STUDI HADIST
(Studi Analisis Hadist tentang Larangan
Perempuan Menjadi Pemimpin)
A. Pendahuluan
Peranan wanita dalam masyarakat merupakan pokok
persoalan. Dimana kecenderungan penilaian bahwa normativitas
Islam menghambat ruang gerak wanita dalam masyarakat. Hal ini
didukung oleh pemahaman bahwa tempat terbaik bagi
wanita adalah di rumah, sedangkan di luar rumah banyak terjadi
kemudharatan.
Pandangan yang paling umum adalah bahwa keluarnya wanita
dari rumah untuk maksud tertentu dihukumi dengan
subhat, antara diperbolehkan dan tidak. Dalam bahasan
fiqh ibadah, jika subhat lebih baik ditinggalkan. Sedangkan dalam
fiqh muamallah bisa dijalankan dengan rukhshah darurat. Akan
tetapi menurut pandangan Qardhawy, bahwa keluarnya wanita dari rumah untuk
keperluan tertentu adalah diperbolehkan. Bahkan menahan wanita
di dalam rumah hanyalah bentuk perkecualian dalam jangka
waktutertentu sebagai bentuk penghukuman.
Meski banyak
pendapat yang mengatakan hadis larangan kepempimpinan politik perempuan dinilai
sahih, ternyata masih dapat didiskusikan. Di
kalangan ulama ada yang tidak sepakat terhadap
pemakaian hadis tersebut bertalian dengan masalah perempuan
dan politik. Tetapi banyak juga yang menggunakan hadis
tersebut sebagai argumen untuk menggusur perempuan dari proses. pengambilan keputusan.
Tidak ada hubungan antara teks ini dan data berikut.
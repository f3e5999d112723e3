//! Storefront backend: accounts, catalog, shopping cart, and transactional
//! email for a small e-commerce frontend.
//!
//! The crate is organized in layers:
//!
//! - [`api`]: axum handlers and the wire types they speak
//! - [`auth`]: password hashing, JWT sessions, and the `CurrentUser` extractor
//! - [`db`]: repositories over PostgreSQL plus their request/response models
//! - [`email`]: SMTP/file-backed outbound email
//! - [`config`]: YAML + environment configuration
//!
//! [`Application`] wires these together: it connects to the database, runs
//! migrations, bootstraps the admin account, and serves the router built by
//! [`build_router`].

pub mod api;
pub mod auth;
pub mod config;
pub mod db;
pub mod email;
pub mod errors;
pub mod openapi;
pub mod telemetry;
#[cfg(test)]
pub mod test_utils;
pub mod types;

use std::sync::Arc;

use axum::{
    http::HeaderValue,
    routing::{delete, get, post, put},
    Router,
};
use bon::Builder;
use sqlx::PgPool;
use tokio::net::TcpListener;
use tower_http::{
    cors::CorsLayer,
    trace::{DefaultMakeSpan, DefaultOnRequest, DefaultOnResponse, TraceLayer},
};
use tracing::{debug, info, instrument, Level};
use utoipa::OpenApi;
use utoipa_rapidoc::RapiDoc;

use crate::{
    api::models::users::Role,
    auth::password,
    config::CorsOrigin,
    db::{
        handlers::{Repository, Users},
        models::users::UserCreateDBRequest,
    },
    email::EmailService,
    openapi::ApiDoc,
};

pub use config::Config;
pub use types::{CartItemId, ProductId, UserId};

/// Application state shared across all request handlers.
///
/// # Example
///
/// ```ignore
/// let state = AppState::builder()
///     .db(pool)
///     .config(config)
///     .email(Arc::new(email_service))
///     .build();
/// ```
#[derive(Clone, Builder)]
pub struct AppState {
    pub db: PgPool,
    pub config: Config,
    pub email: Arc<EmailService>,
}

/// Get the storefront database migrator
pub fn migrator() -> sqlx::migrate::Migrator {
    sqlx::migrate!("./migrations")
}

/// Create the bootstrap admin user if it doesn't exist.
///
/// Idempotent: an existing account with the configured email is left alone
/// apart from a password refresh, so restarting the server never duplicates
/// the admin.
#[instrument(skip_all)]
pub async fn create_initial_admin_user(email: &str, password: &str, db: &PgPool) -> anyhow::Result<UserId> {
    let password_hash = password::hash_string(password).map_err(|e| anyhow::anyhow!("hash admin password: {e}"))?;

    let mut tx = db.begin().await?;
    let mut user_repo = Users::new(&mut tx);

    if let Some(existing) = user_repo.get_by_email(email).await? {
        sqlx::query("UPDATE users SET password_hash = $1, role = 'admin', updated_at = now() WHERE email = $2")
            .bind(&password_hash)
            .bind(email)
            .execute(&mut *tx)
            .await?;
        tx.commit().await?;
        return Ok(existing.id);
    }

    let username = email.split('@').next().filter(|s| !s.is_empty()).unwrap_or("admin");
    let created = user_repo
        .create(&UserCreateDBRequest {
            username: username.to_string(),
            email: email.to_string(),
            password_hash,
            role: Role::Admin,
        })
        .await?;

    tx.commit().await?;
    info!("Bootstrap admin account created: {email}");
    Ok(created.id)
}

/// Create CORS layer from configuration
fn create_cors_layer(config: &Config) -> anyhow::Result<CorsLayer> {
    let mut origins = Vec::new();
    for origin in &config.cors.allowed_origins {
        let header_value = match origin {
            CorsOrigin::Wildcard => "*".parse::<HeaderValue>()?,
            CorsOrigin::Url(url) => url.as_str().trim_end_matches('/').parse::<HeaderValue>()?,
        };
        origins.push(header_value);
    }

    let mut cors = CorsLayer::new()
        .allow_origin(origins)
        .allow_credentials(config.cors.allow_credentials)
        .allow_methods([
            axum::http::Method::GET,
            axum::http::Method::POST,
            axum::http::Method::PUT,
            axum::http::Method::DELETE,
        ])
        .allow_headers([axum::http::header::AUTHORIZATION, axum::http::header::CONTENT_TYPE]);

    if let Some(max_age) = config.cors.max_age {
        cors = cors.max_age(std::time::Duration::from_secs(max_age));
    }

    Ok(cors)
}
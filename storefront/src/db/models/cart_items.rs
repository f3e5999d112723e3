//! Database models for shopping cart items.
//!
//! Cart lines are keyed by `(user_id, product_title)`. Adding a product the
//! user already has in their cart increments the existing line instead of
//! creating a duplicate; the upsert happens in a single statement so two
//! concurrent adds can never race each other into two rows.

use chrono::{DateTime, Utc};
use sqlx::FromRow;

use crate::types::{CartItemId, UserId};

/// Database request for adding a product to a cart
#[derive(Debug, Clone)]
pub struct CartItemCreateDBRequest {
    pub user_id: UserId,
    pub product_title: String,
    pub product_image: Option<String>,
    pub product_desc: Option<String>,
    pub product_price: f64,
    pub quantity: i32,
}

/// Database response for a cart line
#[derive(Debug, Clone, FromRow)]
pub struct CartItemDBResponse {
    pub id: CartItemId,
    pub user_id: UserId,
    pub product_title: String,
    pub product_image: Option<String>,
    pub product_desc: Option<String>,
    pub product_price: f64,
    pub quantity: i32,
    pub added_at: DateTime<Utc>,
}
Benarkah demikian, dari
pembahasan makalah ini akan kami sebutkan beberapa hadist yang berkaitan dengan
hal tersebut sebagaiman yang akan diuraikan dalam makalah ini.
B. Pembahasan
1. Hadist Pertama
حَدَّثَنَا عُثْمَانُ بْنُ الْهَيْثَمِ
حَدَّثَنَا عَوْفٌ عَنْ الْحَسَنِ عَنْ أَبِي بَكْرَةَ قَالَ لَقَدْ نَفَعَنِي
اللَّهُ بِكَلِمَةٍ أَيَّامَ الْجَمَلِ لَمَّا بَلَغَ النَّبِيَّ صَلَّى اللَّهُ
عَلَيْهِ وَسَلَّمَ أَنَّ فَارِسًا مَلَّكُوا ابْنَةَ كِسْرَى قَالَ لَنْ يُفْلِحَ
قَوْمٌ وَلَّوْا أَمْرَهُمْ امْرَأَةً (رواه البخاري)
Artinya: Telah menceritakan kepada kami [Utsman bin Al Haitsam] telah menceritakan kepada kami ['Auf] dari [Al Hasan] dari [Abu Bakrah] mengatakan; Dikala berlangsung hari-hari perang jamal, aku telah memperoleh pelajaran dari pesan baginda Nabi, tepatnya ketika beliau Shallallahu'alaihiwasallam tahu kerajaan Persia mengangkat anak perempuan Kisra sebagai raja, beliau langsung bersabda: "Tak akan baik keadaan sebuah kaum yang mengangkat wanita sebagai pemimpin urusan mereka." HR. Bukhari)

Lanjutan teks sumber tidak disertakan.